### Task directions
Where does the string "once" appear in the listing below? Copy every line where it does.

>>>

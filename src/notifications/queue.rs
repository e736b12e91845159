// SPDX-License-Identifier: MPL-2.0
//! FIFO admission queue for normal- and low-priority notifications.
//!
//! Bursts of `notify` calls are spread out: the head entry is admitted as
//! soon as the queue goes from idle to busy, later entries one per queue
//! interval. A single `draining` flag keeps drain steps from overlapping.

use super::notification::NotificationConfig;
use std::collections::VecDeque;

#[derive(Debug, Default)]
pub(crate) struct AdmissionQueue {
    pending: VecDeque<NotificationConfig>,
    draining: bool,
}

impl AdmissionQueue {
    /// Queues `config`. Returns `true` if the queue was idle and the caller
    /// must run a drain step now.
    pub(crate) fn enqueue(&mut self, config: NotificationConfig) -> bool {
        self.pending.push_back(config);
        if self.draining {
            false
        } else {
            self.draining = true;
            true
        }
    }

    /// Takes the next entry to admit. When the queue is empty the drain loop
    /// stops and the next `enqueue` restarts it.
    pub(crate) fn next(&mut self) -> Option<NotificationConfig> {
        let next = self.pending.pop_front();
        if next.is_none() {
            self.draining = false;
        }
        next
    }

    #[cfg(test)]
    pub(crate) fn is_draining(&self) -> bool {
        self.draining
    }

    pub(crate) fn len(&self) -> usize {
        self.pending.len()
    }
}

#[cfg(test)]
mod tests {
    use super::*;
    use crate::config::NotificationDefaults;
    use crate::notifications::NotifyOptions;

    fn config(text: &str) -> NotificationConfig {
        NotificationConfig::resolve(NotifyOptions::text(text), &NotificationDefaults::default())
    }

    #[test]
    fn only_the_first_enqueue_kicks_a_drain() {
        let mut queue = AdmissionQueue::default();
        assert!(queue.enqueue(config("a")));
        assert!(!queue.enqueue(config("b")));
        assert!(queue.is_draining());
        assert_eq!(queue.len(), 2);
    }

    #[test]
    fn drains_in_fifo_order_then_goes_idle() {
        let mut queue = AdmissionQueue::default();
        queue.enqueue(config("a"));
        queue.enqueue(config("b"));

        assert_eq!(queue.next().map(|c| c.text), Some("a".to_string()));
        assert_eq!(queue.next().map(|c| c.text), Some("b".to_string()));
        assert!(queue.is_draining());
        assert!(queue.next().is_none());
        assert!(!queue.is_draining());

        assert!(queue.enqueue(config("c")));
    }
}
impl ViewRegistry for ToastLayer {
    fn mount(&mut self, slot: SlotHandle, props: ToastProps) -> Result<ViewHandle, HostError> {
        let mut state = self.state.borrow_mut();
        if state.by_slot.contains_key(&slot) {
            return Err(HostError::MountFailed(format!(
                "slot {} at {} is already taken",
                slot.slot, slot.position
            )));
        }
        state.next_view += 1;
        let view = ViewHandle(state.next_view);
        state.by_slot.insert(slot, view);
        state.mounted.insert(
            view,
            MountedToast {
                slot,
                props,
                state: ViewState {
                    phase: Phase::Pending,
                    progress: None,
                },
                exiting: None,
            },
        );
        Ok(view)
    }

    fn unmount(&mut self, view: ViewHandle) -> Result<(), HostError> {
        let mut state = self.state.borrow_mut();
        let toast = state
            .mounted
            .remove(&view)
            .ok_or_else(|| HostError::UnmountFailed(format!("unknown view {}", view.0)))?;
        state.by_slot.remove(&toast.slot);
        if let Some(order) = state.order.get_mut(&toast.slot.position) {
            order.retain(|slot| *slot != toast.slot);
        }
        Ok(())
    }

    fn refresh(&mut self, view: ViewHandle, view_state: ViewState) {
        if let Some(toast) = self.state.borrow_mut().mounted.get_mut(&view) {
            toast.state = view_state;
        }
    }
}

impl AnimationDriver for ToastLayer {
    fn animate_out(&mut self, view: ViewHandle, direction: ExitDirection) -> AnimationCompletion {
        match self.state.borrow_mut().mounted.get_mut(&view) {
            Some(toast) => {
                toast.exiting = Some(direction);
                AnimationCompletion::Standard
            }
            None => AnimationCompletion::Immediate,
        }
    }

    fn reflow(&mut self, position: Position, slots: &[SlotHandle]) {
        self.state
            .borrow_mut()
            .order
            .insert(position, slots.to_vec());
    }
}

<<<
>>>

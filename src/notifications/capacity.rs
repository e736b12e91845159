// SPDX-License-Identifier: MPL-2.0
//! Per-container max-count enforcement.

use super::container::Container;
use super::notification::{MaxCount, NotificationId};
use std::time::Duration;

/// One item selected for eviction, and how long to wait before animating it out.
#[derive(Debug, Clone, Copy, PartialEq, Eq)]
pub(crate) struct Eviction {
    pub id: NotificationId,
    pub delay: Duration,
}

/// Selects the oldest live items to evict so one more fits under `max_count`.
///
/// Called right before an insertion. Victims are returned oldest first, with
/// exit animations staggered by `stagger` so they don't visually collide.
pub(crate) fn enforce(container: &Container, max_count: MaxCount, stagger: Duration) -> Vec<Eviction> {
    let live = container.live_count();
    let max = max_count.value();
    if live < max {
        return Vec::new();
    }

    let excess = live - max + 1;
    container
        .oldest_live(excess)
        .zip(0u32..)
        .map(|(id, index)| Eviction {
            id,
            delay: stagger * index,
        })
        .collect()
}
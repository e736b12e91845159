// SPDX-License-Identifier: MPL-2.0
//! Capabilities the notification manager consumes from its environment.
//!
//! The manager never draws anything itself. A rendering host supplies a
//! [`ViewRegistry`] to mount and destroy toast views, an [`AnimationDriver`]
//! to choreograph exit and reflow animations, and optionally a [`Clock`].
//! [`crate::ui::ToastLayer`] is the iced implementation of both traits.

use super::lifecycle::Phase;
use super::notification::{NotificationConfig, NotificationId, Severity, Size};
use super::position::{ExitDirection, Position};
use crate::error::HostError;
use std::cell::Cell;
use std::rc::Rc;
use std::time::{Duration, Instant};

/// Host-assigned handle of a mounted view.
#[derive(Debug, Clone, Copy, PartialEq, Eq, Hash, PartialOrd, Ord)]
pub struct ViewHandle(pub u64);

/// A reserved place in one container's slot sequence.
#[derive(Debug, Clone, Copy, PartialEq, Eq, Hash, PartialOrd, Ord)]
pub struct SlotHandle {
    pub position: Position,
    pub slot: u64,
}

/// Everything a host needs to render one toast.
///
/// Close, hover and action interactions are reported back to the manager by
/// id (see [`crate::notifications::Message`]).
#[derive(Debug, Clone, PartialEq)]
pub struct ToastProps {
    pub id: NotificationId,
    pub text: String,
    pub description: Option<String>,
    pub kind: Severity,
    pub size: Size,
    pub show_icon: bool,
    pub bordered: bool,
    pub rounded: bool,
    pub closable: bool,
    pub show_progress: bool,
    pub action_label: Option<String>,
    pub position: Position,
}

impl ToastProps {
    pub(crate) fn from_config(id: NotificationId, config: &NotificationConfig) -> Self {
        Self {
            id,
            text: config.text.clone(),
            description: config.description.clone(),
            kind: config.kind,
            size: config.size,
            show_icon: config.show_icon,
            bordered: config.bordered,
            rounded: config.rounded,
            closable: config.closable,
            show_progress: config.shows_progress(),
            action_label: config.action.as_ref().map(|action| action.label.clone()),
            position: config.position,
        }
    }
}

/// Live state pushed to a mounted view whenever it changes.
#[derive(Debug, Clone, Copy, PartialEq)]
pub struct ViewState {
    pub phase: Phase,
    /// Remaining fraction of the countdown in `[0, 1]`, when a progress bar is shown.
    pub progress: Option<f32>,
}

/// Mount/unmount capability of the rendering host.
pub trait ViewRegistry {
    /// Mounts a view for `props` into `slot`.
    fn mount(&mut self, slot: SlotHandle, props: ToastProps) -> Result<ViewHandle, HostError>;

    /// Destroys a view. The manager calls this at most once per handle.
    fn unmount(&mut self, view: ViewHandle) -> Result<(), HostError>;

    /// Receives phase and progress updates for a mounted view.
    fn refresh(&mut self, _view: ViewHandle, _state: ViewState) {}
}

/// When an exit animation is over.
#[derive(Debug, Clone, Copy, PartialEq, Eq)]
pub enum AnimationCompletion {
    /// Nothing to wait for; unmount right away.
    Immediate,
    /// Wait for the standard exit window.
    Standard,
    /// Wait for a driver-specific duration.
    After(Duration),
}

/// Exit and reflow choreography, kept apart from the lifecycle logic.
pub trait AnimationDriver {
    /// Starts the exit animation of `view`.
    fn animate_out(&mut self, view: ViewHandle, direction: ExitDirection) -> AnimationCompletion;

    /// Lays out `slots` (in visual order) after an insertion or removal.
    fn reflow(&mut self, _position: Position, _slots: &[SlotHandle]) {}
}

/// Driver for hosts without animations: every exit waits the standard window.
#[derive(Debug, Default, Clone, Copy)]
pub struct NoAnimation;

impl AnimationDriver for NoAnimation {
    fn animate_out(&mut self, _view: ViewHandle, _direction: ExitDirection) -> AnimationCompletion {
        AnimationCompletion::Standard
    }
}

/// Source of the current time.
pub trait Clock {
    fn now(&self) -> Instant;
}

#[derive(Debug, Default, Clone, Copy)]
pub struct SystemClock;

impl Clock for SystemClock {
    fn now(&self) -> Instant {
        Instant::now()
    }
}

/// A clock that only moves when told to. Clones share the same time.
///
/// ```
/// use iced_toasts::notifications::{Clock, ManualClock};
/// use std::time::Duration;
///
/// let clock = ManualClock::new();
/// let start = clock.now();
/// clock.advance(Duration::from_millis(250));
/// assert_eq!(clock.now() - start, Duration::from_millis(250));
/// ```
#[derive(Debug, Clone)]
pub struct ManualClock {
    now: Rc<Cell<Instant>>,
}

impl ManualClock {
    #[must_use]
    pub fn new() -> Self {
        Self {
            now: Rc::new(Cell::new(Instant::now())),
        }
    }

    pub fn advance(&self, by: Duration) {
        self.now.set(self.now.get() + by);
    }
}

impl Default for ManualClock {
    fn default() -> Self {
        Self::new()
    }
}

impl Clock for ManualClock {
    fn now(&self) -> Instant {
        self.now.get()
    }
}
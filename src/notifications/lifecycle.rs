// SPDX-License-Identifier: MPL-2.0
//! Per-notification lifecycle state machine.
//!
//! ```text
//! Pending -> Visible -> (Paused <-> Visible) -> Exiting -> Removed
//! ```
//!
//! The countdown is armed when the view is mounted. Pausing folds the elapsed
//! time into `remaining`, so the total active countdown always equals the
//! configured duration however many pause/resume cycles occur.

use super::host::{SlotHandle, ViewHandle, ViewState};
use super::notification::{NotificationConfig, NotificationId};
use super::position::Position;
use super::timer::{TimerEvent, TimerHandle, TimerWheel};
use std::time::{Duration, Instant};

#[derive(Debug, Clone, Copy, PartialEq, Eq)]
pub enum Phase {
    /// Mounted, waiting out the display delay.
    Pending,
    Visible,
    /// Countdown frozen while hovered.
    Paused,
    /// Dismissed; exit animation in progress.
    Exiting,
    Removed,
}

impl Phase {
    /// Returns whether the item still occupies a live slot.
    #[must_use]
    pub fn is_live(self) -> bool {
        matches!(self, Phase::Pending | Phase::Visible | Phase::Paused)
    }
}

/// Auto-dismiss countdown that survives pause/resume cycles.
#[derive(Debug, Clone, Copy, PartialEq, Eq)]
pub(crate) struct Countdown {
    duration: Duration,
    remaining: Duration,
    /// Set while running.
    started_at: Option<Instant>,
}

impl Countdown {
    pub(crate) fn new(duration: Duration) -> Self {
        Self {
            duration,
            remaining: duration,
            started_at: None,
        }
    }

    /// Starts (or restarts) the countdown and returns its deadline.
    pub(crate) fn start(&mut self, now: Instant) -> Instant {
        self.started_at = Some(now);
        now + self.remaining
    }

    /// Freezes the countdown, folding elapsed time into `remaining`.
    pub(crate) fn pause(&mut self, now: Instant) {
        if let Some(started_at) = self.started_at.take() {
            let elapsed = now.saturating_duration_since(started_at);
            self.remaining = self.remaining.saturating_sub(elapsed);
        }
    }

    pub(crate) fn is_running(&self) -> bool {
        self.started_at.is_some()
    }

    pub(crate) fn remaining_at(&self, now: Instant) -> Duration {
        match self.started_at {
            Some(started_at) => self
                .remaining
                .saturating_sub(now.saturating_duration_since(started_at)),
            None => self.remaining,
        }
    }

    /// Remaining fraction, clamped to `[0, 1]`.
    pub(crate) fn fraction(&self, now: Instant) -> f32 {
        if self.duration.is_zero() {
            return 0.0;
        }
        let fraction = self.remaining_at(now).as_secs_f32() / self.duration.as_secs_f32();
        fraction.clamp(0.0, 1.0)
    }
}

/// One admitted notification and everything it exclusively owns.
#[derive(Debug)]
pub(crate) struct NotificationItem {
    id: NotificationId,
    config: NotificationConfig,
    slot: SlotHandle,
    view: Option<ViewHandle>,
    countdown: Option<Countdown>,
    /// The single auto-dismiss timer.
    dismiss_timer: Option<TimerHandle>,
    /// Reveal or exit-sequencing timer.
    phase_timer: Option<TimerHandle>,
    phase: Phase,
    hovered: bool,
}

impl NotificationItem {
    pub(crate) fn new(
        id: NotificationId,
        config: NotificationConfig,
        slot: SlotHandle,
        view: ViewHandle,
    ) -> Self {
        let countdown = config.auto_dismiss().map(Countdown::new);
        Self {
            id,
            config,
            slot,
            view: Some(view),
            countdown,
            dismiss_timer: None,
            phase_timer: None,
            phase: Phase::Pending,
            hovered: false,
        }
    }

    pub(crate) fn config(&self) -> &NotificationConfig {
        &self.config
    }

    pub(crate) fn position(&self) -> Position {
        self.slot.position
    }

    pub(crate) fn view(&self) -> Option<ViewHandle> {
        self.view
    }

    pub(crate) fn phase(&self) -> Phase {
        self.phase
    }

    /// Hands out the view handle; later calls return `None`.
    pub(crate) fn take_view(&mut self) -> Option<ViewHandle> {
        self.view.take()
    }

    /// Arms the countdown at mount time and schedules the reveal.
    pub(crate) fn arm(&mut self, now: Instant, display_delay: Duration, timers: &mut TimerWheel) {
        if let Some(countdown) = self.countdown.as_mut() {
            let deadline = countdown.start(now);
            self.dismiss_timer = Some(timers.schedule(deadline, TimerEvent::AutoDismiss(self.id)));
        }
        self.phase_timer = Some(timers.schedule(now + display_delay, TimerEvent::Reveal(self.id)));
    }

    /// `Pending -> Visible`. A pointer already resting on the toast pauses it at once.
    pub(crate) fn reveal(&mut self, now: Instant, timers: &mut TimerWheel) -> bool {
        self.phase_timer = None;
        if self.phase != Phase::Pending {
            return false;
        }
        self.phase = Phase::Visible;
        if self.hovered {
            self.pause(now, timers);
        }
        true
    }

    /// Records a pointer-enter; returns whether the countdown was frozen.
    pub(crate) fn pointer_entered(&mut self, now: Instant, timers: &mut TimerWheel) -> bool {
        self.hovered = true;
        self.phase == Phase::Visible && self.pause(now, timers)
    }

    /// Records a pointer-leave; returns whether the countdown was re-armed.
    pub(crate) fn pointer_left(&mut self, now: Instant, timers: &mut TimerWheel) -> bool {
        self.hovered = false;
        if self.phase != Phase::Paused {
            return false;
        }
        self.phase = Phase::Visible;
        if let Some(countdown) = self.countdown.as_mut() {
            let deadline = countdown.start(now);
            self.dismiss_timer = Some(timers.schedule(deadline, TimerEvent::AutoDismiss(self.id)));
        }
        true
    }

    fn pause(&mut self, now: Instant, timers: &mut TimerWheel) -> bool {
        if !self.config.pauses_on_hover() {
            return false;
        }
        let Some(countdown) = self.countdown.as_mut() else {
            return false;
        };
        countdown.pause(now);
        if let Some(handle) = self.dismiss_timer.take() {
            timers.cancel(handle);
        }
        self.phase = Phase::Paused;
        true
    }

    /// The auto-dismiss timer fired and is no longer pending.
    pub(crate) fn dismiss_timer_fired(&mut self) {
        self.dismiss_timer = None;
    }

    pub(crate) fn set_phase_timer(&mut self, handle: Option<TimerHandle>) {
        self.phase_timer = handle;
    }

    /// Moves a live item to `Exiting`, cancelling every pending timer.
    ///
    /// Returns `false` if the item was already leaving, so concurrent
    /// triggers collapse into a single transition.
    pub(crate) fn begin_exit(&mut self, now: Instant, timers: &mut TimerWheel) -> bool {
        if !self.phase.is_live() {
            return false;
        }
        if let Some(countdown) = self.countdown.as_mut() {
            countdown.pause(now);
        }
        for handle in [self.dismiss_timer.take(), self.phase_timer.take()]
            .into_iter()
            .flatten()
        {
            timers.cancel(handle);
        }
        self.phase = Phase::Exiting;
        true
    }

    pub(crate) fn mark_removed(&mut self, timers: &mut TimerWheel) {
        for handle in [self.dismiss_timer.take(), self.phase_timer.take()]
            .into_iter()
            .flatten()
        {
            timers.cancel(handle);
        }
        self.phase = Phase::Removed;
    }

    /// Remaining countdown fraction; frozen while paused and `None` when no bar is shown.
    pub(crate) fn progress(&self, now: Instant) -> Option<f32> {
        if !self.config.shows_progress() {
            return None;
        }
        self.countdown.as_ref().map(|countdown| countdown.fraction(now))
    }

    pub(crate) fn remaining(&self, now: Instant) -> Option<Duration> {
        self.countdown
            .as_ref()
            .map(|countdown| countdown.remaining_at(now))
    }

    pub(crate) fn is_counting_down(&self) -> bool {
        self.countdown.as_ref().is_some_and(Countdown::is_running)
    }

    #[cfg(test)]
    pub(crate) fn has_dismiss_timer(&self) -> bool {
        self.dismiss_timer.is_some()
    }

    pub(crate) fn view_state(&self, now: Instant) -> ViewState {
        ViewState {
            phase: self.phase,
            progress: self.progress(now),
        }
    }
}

<<<

### Result
    /// Destroys a view. The manager calls this at most once per handle.
    /// `Pending -> Visible`. A pointer already resting on the toast pauses it at once.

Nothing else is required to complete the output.